[[ Data for this task open ]]

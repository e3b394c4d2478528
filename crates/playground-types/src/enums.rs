//! Enumeration types shared across the playground crates.

use serde::{Deserialize, Serialize};

/// The closed set of agent behavior kinds.
///
/// Each kind carries its own energy cap, perception radius and decision
/// policy. Dispatch is a `match` over this enum; there is no open
/// extension point.
#[derive(Debug, Clone, Copy, PartialEq, Eq, PartialOrd, Ord, Hash, Serialize, Deserialize)]
#[serde(rename_all = "snake_case")]
pub enum AgentKind {
    /// Goal-driven agent choosing between candidate actions by utility.
    Autonomous,
    /// Stimulus-response agent that flees nearby neighbors.
    Reactive,
    /// Random walker with a bounded turn rate.
    Wanderer,
}

impl AgentKind {
    /// All kinds, in declaration order.
    pub const ALL: [Self; 3] = [Self::Autonomous, Self::Reactive, Self::Wanderer];

    /// Stable lowercase name used in logs and summaries.
    pub const fn as_str(self) -> &'static str {
        match self {
            Self::Autonomous => "autonomous",
            Self::Reactive => "reactive",
            Self::Wanderer => "wanderer",
        }
    }
}

impl core::fmt::Display for AgentKind {
    fn fmt(&self, f: &mut core::fmt::Formatter<'_>) -> core::fmt::Result {
        f.write_str(self.as_str())
    }
}

/// Discriminant of an [`Event`](crate::Event).
#[derive(Debug, Clone, Copy, PartialEq, Eq, PartialOrd, Ord, Hash, Serialize, Deserialize)]
#[serde(rename_all = "snake_case")]
pub enum EventKind {
    /// An agent entered the simulation.
    Spawn,
    /// An agent ran out of energy and was removed.
    Death,
    /// Two agents, or an agent and an obstacle, overlapped and were separated.
    Collision,
    /// An agent drew energy from a resource node.
    ResourceConsumed,
    /// An agent hit the world boundary and was reflected.
    BoundaryBounce,
    /// An agent's behavior failed; its action was replaced by a no-op.
    BehaviorFault,
}

impl EventKind {
    /// Stable lowercase name used in logs and summaries.
    pub const fn as_str(self) -> &'static str {
        match self {
            Self::Spawn => "spawn",
            Self::Death => "death",
            Self::Collision => "collision",
            Self::ResourceConsumed => "resource_consumed",
            Self::BoundaryBounce => "boundary_bounce",
            Self::BehaviorFault => "behavior_fault",
        }
    }
}

impl core::fmt::Display for EventKind {
    fn fmt(&self, f: &mut core::fmt::Formatter<'_>) -> core::fmt::Result {
        f.write_str(self.as_str())
    }
}

/// Lifecycle state of the simulation engine.
///
/// ```text
/// Idle -> Running -> Paused -> Running -> Completed
///                  \-> Failed (unrecoverable invariant violation)
/// ```
#[derive(Debug, Clone, Copy, PartialEq, Eq, Hash, Serialize, Deserialize)]
#[serde(rename_all = "snake_case")]
pub enum EngineStatus {
    /// Created but no tick has run yet.
    Idle,
    /// Ticks are being executed.
    Running,
    /// Suspended by an operator; resumable.
    Paused,
    /// Stopped normally (step limit, extinction or cancellation).
    Completed,
    /// Stopped after an unrecoverable error.
    Failed,
}

impl EngineStatus {
    /// Whether the engine can never run another tick.
    pub const fn is_terminal(self) -> bool {
        matches!(self, Self::Completed | Self::Failed)
    }
}

/// Point in the tick at which a registered callback fires.
#[derive(Debug, Clone, Copy, PartialEq, Eq, Hash, Serialize, Deserialize)]
#[serde(rename_all = "snake_case")]
pub enum CallbackPhase {
    /// Before perception, with the world in its pre-tick state.
    TickStart,
    /// After events have been drained and the clock has advanced.
    TickEnd,
}

/// Reason a run stopped without failing.
#[derive(Debug, Clone, Copy, PartialEq, Eq, Hash, Serialize, Deserialize)]
#[serde(rename_all = "snake_case")]
pub enum EndReason {
    /// The configured `max_steps` was reached.
    StepLimit,
    /// Every agent has died.
    Extinction,
    /// An operator requested a stop.
    Cancelled,
    /// An operator paused the engine; the run may be continued later.
    Paused,
}

/// What an agent intended to do this tick, recorded in memory and logs.
#[derive(Debug, Clone, Copy, PartialEq, Eq, Hash, Serialize, Deserialize)]
#[serde(rename_all = "snake_case")]
pub enum ActionIntent {
    /// Stay put.
    Hold,
    /// Move toward a waypoint.
    Seek,
    /// Move toward a resource and try to consume it.
    Forage,
    /// Move away from nearby agents.
    Flee,
    /// Random exploration.
    Wander,
}

/// One side of the rectangular world.
#[derive(Debug, Clone, Copy, PartialEq, Eq, PartialOrd, Ord, Hash, Serialize, Deserialize)]
#[serde(rename_all = "snake_case")]
pub enum Wall {
    /// `x = 0`.
    Left,
    /// `x = width`.
    Right,
    /// `y = 0`.
    Bottom,
    /// `y = height`.
    Top,
}

#[cfg(test)]
mod tests {
    use super::*;

    #[test]
    fn terminal_states() {
        assert!(EngineStatus::Completed.is_terminal());
        assert!(EngineStatus::Failed.is_terminal());
        assert!(!EngineStatus::Paused.is_terminal());
        assert!(!EngineStatus::Idle.is_terminal());
    }

    #[test]
    fn kind_names_are_stable() {
        assert_eq!(AgentKind::Reactive.to_string(), "reactive");
        assert_eq!(EventKind::BoundaryBounce.to_string(), "boundary_bounce");
    }
}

[[ Data for this task closed ]]

**Exercise**
An exact repetition of the data above is all that is needed.

**Answer for this exercise**
repository e3b394c4d2478528
filename crates/playground-types/src/enums.rs
//! Enumeration types shared across the playground crates.

use serde::{Deserialize, Serialize};

/// The closed set of agent behavior kinds.
///
/// Each kind carries its own energy cap, perception radius and decision
/// policy. Dispatch is a `match` over this enum; there is no open
/// extension point.
#[derive(Debug, Clone, Copy, PartialEq, Eq, PartialOrd, Ord, Hash, Serialize, Deserialize)]
#[serde(rename_all = "snake_case")]
pub enum AgentKind {
    /// Goal-driven agent choosing between candidate actions by utility.
    Autonomous,
    /// Stimulus-response agent that flees nearby neighbors.
    Reactive,
    /// Random walker with a bounded turn rate.
    Wanderer,
}

impl AgentKind {
    /// All kinds, in declaration order.
    pub const ALL: [Self; 3] = [Self::Autonomous, Self::Reactive, Self::Wanderer];

    /// Stable lowercase name used in logs and summaries.
    pub const fn as_str(self) -> &'static str {
        match self {
            Self::Autonomous => "autonomous",
            Self::Reactive => "reactive",
            Self::Wanderer => "wanderer",
        }
    }
}

impl core::fmt::Display for AgentKind {
    fn fmt(&self, f: &mut core::fmt::Formatter<'_>) -> core::fmt::Result {
        f.write_str(self.as_str())
    }
}

/// Discriminant of an [`Event`](crate::Event).
#[derive(Debug, Clone, Copy, PartialEq, Eq, PartialOrd, Ord, Hash, Serialize, Deserialize)]
#[serde(rename_all = "snake_case")]
pub enum EventKind {
    /// An agent entered the simulation.
    Spawn,
    /// An agent ran out of energy and was removed.
    Death,
    /// Two agents, or an agent and an obstacle, overlapped and were separated.
    Collision,
    /// An agent drew energy from a resource node.
    ResourceConsumed,
    /// An agent hit the world boundary and was reflected.
    BoundaryBounce,
    /// An agent's behavior failed; its action was replaced by a no-op.
    BehaviorFault,
}

impl EventKind {
    /// Stable lowercase name used in logs and summaries.
    pub const fn as_str(self) -> &'static str {
        match self {
            Self::Spawn => "spawn",
            Self::Death => "death",
            Self::Collision => "collision",
            Self::ResourceConsumed => "resource_consumed",
            Self::BoundaryBounce => "boundary_bounce",
            Self::BehaviorFault => "behavior_fault",
        }
    }
}

impl core::fmt::Display for EventKind {
    fn fmt(&self, f: &mut core::fmt::Formatter<'_>) -> core::fmt::Result {
        f.write_str(self.as_str())
    }
}

/// Lifecycle state of the simulation engine.
///
/// ```text
/// Idle -> Running -> Paused -> Running -> Completed
///                  \-> Failed (unrecoverable invariant violation)
/// ```
#[derive(Debug, Clone, Copy, PartialEq, Eq, Hash, Serialize, Deserialize)]
#[serde(rename_all = "snake_case")]
pub enum EngineStatus {
    /// Created but no tick has run yet.
    Idle,
    /// Ticks are being executed.
    Running,
    /// Suspended by an operator; resumable.
    Paused,
    /// Stopped normally (step limit, extinction or cancellation).
    Completed,
    /// Stopped after an unrecoverable error.
    Failed,
}

impl EngineStatus {
    /// Whether the engine can never run another tick.
    pub const fn is_terminal(self) -> bool {
        matches!(self, Self::Completed | Self::Failed)
    }
}

/// Point in the tick at which a registered callback fires.
#[derive(Debug, Clone, Copy, PartialEq, Eq, Hash, Serialize, Deserialize)]
#[serde(rename_all = "snake_case")]
pub enum CallbackPhase {
    /// Before perception, with the world in its pre-tick state.
    TickStart,
    /// After events have been drained and the clock has advanced.
    TickEnd,
}

/// Reason a run stopped without failing.
#[derive(Debug, Clone, Copy, PartialEq, Eq, Hash, Serialize, Deserialize)]
#[serde(rename_all = "snake_case")]
pub enum EndReason {
    /// The configured `max_steps` was reached.
    StepLimit,
    /// Every agent has died.
    Extinction,
    /// An operator requested a stop.
    Cancelled,
    /// An operator paused the engine; the run may be continued later.
    Paused,
}

/// What an agent intended to do this tick, recorded in memory and logs.
#[derive(Debug, Clone, Copy, PartialEq, Eq, Hash, Serialize, Deserialize)]
#[serde(rename_all = "snake_case")]
pub enum ActionIntent {
    /// Stay put.
    Hold,
    /// Move toward a waypoint.
    Seek,
    /// Move toward a resource and try to consume it.
    Forage,
    /// Move away from nearby agents.
    Flee,
    /// Random exploration.
    Wander,
}

/// One side of the rectangular world.
#[derive(Debug, Clone, Copy, PartialEq, Eq, PartialOrd, Ord, Hash, Serialize, Deserialize)]
#[serde(rename_all = "snake_case")]
pub enum Wall {
    /// `x = 0`.
    Left,
    /// `x = width`.
    Right,
    /// `y = 0`.
    Bottom,
    /// `y = height`.
    Top,
}

#[cfg(test)]
mod tests {
    use super::*;

    #[test]
    fn terminal_states() {
        assert!(EngineStatus::Completed.is_terminal());
        assert!(EngineStatus::Failed.is_terminal());
        assert!(!EngineStatus::Paused.is_terminal());
        assert!(!EngineStatus::Idle.is_terminal());
    }

    #[test]
    fn kind_names_are_stable() {
        assert_eq!(AgentKind::Reactive.to_string(), "reactive");
        assert_eq!(EventKind::BoundaryBounce.to_string(), "boundary_bounce");
    }
}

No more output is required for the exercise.